(Extracted records)
//! Page loading and the optional model pick before a query is sent.

use std::time::Duration;

use tokio_util::sync::CancellationToken;
use tracing::{info, warn};

use crate::error::AgentError;
use crate::page::{wait_for_any, PageDriver, ReadyPolicy, WaitTimedOut};
use crate::research::ModelHint;
use crate::selectors::SelectorSet;

/// Slow external pages are reported, not retried.
pub const NAVIGATION_TIMEOUT: Duration = Duration::from_secs(30);

/// How long to look for the model picker and its entries.
pub const MODEL_SWITCH_TIMEOUT: Duration = Duration::from_secs(5);

pub async fn navigate(
    page: &dyn PageDriver,
    url: &str,
    ready: ReadyPolicy,
    timeout: Duration,
) -> Result<(), AgentError> {
    info!(url, ?ready, "📡 loading page");
    match tokio::time::timeout(timeout, page.goto(url, ready, timeout)).await {
        Ok(Ok(())) => Ok(()),
        Ok(Err(e)) if e.downcast_ref::<WaitTimedOut>().is_some() => {
            Err(AgentError::NavigationTimeout {
                url: url.to_string(),
                after: timeout,
            })
        }
        Ok(Err(e)) => Err(AgentError::Navigation {
            url: url.to_string(),
            reason: format!("{e:#}"),
        }),
        Err(_) => Err(AgentError::NavigationTimeout {
            url: url.to_string(),
            after: timeout,
        }),
    }
}

/// Model actually in use for a request.
#[derive(Debug, Clone, PartialEq)]
pub struct ModelChoice {
    pub label: String,
    /// Set when the requested model could not be selected and the page's
    /// default is used instead.
    pub warning: Option<String>,
}

impl ModelChoice {
    fn fallback(selectors: &SelectorSet, requested: &str, reason: &str) -> Self {
        let label = selectors.default_label().to_string();
        warn!(requested, reason, "model selection skipped, using {label}");
        Self {
            warning: Some(format!(
                "requested model {requested} was not selected ({reason}); answered by {label}"
            )),
            label,
        }
    }
}

/// Best effort: never fails the request. Anything that goes wrong degrades
/// to the default model with a warning.
pub async fn select_model(
    page: &dyn PageDriver,
    selectors: &SelectorSet,
    hint: ModelHint,
    cancel: &CancellationToken,
) -> Result<ModelChoice, AgentError> {
    if hint == ModelHint::Default {
        return Ok(ModelChoice {
            label: selectors.default_label().to_string(),
            warning: None,
        });
    }

    let Some(option) = selectors.model(hint) else {
        return Ok(ModelChoice::fallback(
            selectors,
            &format!("{hint:?}"),
            "no picker entry configured",
        ));
    };

    let switcher = wait_for_any(page, &selectors.model_switchers, MODEL_SWITCH_TIMEOUT, cancel).await?;
    let Some(switcher) = switcher else {
        return Ok(ModelChoice::fallback(
            selectors,
            &option.label,
            "model picker not found",
        ));
    };

    if let Err(e) = page.click(&switcher).await {
        return Ok(ModelChoice::fallback(
            selectors,
            &option.label,
            &format!("could not open model picker: {e}"),
        ));
    }

    if wait_for_any(page, &selectors.model_option_scopes, MODEL_SWITCH_TIMEOUT, cancel)
        .await?
        .is_some()
    {
        for scope in &selectors.model_option_scopes {
            match page.click_text(scope, &option.option_text).await {
                Ok(true) => {
                    info!(model = %option.label, "model selected");
                    return Ok(ModelChoice {
                        label: option.label.clone(),
                        warning: None,
                    });
                }
                Ok(false) => {}
                Err(e) => warn!(scope, "model option click failed: {e:#}"),
            }
        }
    }

    // leave the picker closed for the input lookup
    let _ = page.press_key("Escape").await;
    Ok(ModelChoice::fallback(
        selectors,
        &option.label,
        "model entry not found in picker",
    ))
}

PROBLEM DESCRIPTION -
Scan the records for the string "format" and show every line that contains it.

RESPONSE TO THE TASK -
            reason: format!("{e:#}"),
            warning: Some(format!(
            &format!("{hint:?}"),
            &format!("could not open model picker: {e}"),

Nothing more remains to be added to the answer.